At the level of connectivity between the different areas of the brain, it has been observed that negative reinforcement activates the network that perceives and processes pain with areas that can be superimposed on physical pain: the negative word, therefore, hurts. When communication does not work, an activation of the motor areas was observed, as if the person felt their integrity undermined and was ready to flee / react.

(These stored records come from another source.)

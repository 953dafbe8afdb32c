use crate::{output::Output, serial::DeviceConf};
use clap::{Args, Parser, Subcommand};
use simple_eyre::{eyre::eyre, Result};
use torchbearer::{
    acquisition::MAX_EXPOSURE_TIME_US,
    auto_exposure::{DEFAULT_FULL_SCALE, DEFAULT_MAX_PROBES, DEFAULT_TARGET},
    AcquisitionConfig, AggregateFunc, AggregationConfig, AutoExposureConfig, ExposureControl,
};

pub const MIN_EXPOSURE_MS: f64 = 0.1;
pub const MAX_EXPOSURE_MS: f64 = MAX_EXPOSURE_TIME_US as f64 / 1000.0;

#[derive(Parser)]
#[clap(author, version, about, long_about = None)]
pub struct Cli {
    /// Log filter in env_logger syntax, overrides RUST_LOG
    #[clap(long, value_parser, global = true)]
    pub log_level: Option<String>,

    #[clap(subcommand)]
    pub command: Commands,
}

#[derive(Subcommand)]
pub enum Commands {
    /// Lists connected serial devices
    List,
    /// Lists supported spectrometer backends
    Backends,
    /// Get device id, wavelength range and exposure settings
    Info(DeviceConf),
    /// Exposure mode and time related commands
    Exposure(ExposureCommand),
    /// Stream readings from spectrometer
    Read(ReadConf),
}

#[derive(Args)]
pub struct ExposureCommand {
    #[clap(subcommand)]
    pub command: ExposureCommands,
}

#[derive(Subcommand)]
pub enum ExposureCommands {
    /// Get current exposure mode and time
    Get(DeviceConf),
    /// Switch to automatic exposure or set a fixed exposure time
    Set(SetExposureConf),
}

#[derive(Debug, PartialEq, Clone, Copy)]
pub enum ExposureSetting {
    Auto,
    Manual { time_ms: f64 },
}

fn parse_exposure_ms(s: &str) -> Result<f64> {
    let time_ms: f64 = s
        .parse()
        .map_err(|_| eyre!("Expected \"auto\" or exposure time in ms, got {:?}", s))?;
    if !(MIN_EXPOSURE_MS..=MAX_EXPOSURE_MS).contains(&time_ms) {
        return Err(eyre!(
            "Exposure time should be within {}..={} ms",
            MIN_EXPOSURE_MS,
            MAX_EXPOSURE_MS
        ));
    }
    Ok(time_ms)
}

pub fn parse_exposure_setting(s: &str) -> Result<ExposureSetting> {
    match s {
        "auto" => Ok(ExposureSetting::Auto),
        _ => parse_exposure_ms(s).map(|time_ms| ExposureSetting::Manual { time_ms }),
    }
}

#[derive(Args)]
pub struct SetExposureConf {
    /// "auto" or exposure time in ms
    #[clap(value_parser = parse_exposure_setting)]
    pub exposure: ExposureSetting,

    #[clap(flatten)]
    pub device: DeviceConf,
}

/// Who picks exposure time while reading
#[derive(Debug, PartialEq, Clone, Copy)]
pub enum ExposureChoice {
    /// Host side search before every reading
    Auto,
    /// Device's own automatic mode
    Device,
    Manual { time_ms: f64 },
}

pub fn parse_exposure_choice(s: &str) -> Result<ExposureChoice> {
    match s {
        "auto" => Ok(ExposureChoice::Auto),
        "device" => Ok(ExposureChoice::Device),
        _ => parse_exposure_ms(s).map(|time_ms| ExposureChoice::Manual { time_ms }),
    }
}

#[derive(Args)]
pub struct ReadConf {
    #[clap(flatten)]
    pub device: DeviceConf,

    /// "auto", "device" or exposure time in ms
    #[clap(short, long, value_parser = parse_exposure_choice, default_value = "auto")]
    pub exposure: ExposureChoice,

    /// Shortest exposure auto exposure may pick, in ms
    #[clap(long, value_parser)]
    pub auto_min_ms: Option<f64>,

    /// Longest exposure auto exposure may pick, in ms
    #[clap(long, value_parser)]
    pub auto_max_ms: Option<f64>,

    /// Desired peak intensity as a fraction of full scale
    #[clap(long, value_parser, default_value_t = DEFAULT_TARGET)]
    pub target: f64,

    /// Maximum amount of readings per auto exposure search
    #[clap(long, value_parser, default_value_t = DEFAULT_MAX_PROBES)]
    pub max_probes: usize,

    /// Largest intensity a pixel can report
    #[clap(long, value_parser, default_value_t = DEFAULT_FULL_SCALE)]
    pub full_scale: f64,

    /// Aggregate readings with "avg" or "max"
    #[clap(long, value_parser)]
    pub aggregate: Option<AggregateFunc>,

    /// Amount of readings aggregated together
    #[clap(long, value_parser, default_value_t = 5)]
    pub window: usize,

    /// Stop after this many readings
    #[clap(short = 'n', long, value_parser)]
    pub count: Option<usize>,

    /// Stop after the first normally exposed reading
    #[clap(long)]
    pub oneshot: bool,

    /// Show maximum peak intensity over this many seconds
    #[clap(long, value_parser)]
    pub peak_window: Option<f64>,

    #[clap(flatten)]
    pub output: Output,
}

impl ReadConf {
    pub fn acquisition_config(&self) -> Result<AcquisitionConfig> {
        let exposure = match self.exposure {
            ExposureChoice::Device => ExposureControl::Device,
            ExposureChoice::Manual { time_ms } => ExposureControl::Manual {
                time_us: (time_ms * 1000.0).round() as u32,
            },
            ExposureChoice::Auto => ExposureControl::Auto(AutoExposureConfig {
                min_ms: self.auto_min_ms,
                max_ms: self.auto_max_ms,
                target: self.target,
                max_probes: self.max_probes,
                full_scale: self.full_scale,
                ..Default::default()
            }),
        };
        let aggregation = self.aggregate.map(|func| AggregationConfig {
            func,
            window_size: self.window,
        });
        let config = AcquisitionConfig {
            exposure,
            aggregation,
        };
        config.validate()?;
        Ok(config)
    }
}

#[cfg(test)]
mod tests {
    use super::*;
    use clap::CommandFactory;

    #[test]
    fn verify_cli() {
        Cli::command().debug_assert();
    }

    #[test]
    fn exposure_arguments() {
        assert_eq!(
            parse_exposure_setting("auto").unwrap(),
            ExposureSetting::Auto
        );
        assert_eq!(
            parse_exposure_setting("12.5").unwrap(),
            ExposureSetting::Manual { time_ms: 12.5 }
        );
        assert!(parse_exposure_setting("0.05").is_err());
        assert!(parse_exposure_setting("5000.1").is_err());
        assert!(parse_exposure_setting("fast").is_err());
        assert_eq!(
            parse_exposure_choice("device").unwrap(),
            ExposureChoice::Device
        );
    }

    #[test]
    fn read_configuration() {
        let cli = Cli::parse_from([
            "spectrometer_cli",
            "read",
            "tb:/dev/ttyACM0",
            "--aggregate",
            "max",
            "--window",
            "3",
            "--auto-max-ms",
            "200",
        ]);
        let conf = match cli.command {
            Commands::Read(conf) => conf,
            _ => panic!("Expected read command"),
        };
        let config = conf.acquisition_config().unwrap();
        assert_eq!(
            config.aggregation,
            Some(AggregationConfig {
                func: AggregateFunc::Max,
                window_size: 3
            })
        );
        match config.exposure {
            ExposureControl::Auto(auto) => assert_eq!(auto.max_ms, Some(200.0)),
            other => panic!("Unexpected exposure control {:?}", other),
        }

        let cli = Cli::parse_from([
            "spectrometer_cli",
            "read",
            "/dev/ttyUSB0",
            "--exposure",
            "2.5",
            "--aggregate",
            "avg",
            "--window",
            "0",
        ]);
        match cli.command {
            Commands::Read(conf) => {
                assert_eq!(conf.exposure, ExposureChoice::Manual { time_ms: 2.5 });
                assert!(conf.acquisition_config().is_err());
            }
            _ => panic!("Expected read command"),
        }
    }
}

Not only that: the negative word favors non-social behavior, evidence that can be found in the brain with less dialogue between the two hemispheres of the brain.
“Failure to recognize the needs of a person, and of the patient in particular, represents a significant violation of the social relationship”, and “causes an immediate emotional psychic and physical reaction with the activation of an important alarm system involving a neural circuit similar to that of physical pain “, highlights one of the authors of the survey, Fabio Sambataro, Department of Neuroscience of the University of Padua.
“If the need-response misalignment persists – he warns – the relationship can become impoverished, lose its meaning and even undermine self-esteem and be useless, if not harmful”. Any medical act, recalls Andrea Di Ciano, head of scientific research at the Quarta Foundation, “is also achieved through words, which, as demonstrated by an ever-increasing number of scientific researches, are an essential component of the effectiveness of the medical act. same”.
Therefore, concludes the expert, “it is right and useful to take care of the words, of those spoken, so that they are a guide and comfort for the patient, but also of the unspoken words when they would have been necessary. In fact it is not possible not to communicate, take a step back from the dimension of the word: ignoring the patient’s need constitutes a negative reinforcement that can make the patient feel not considered and not welcomed, both the patient as sick and, above all, the patient as a person “.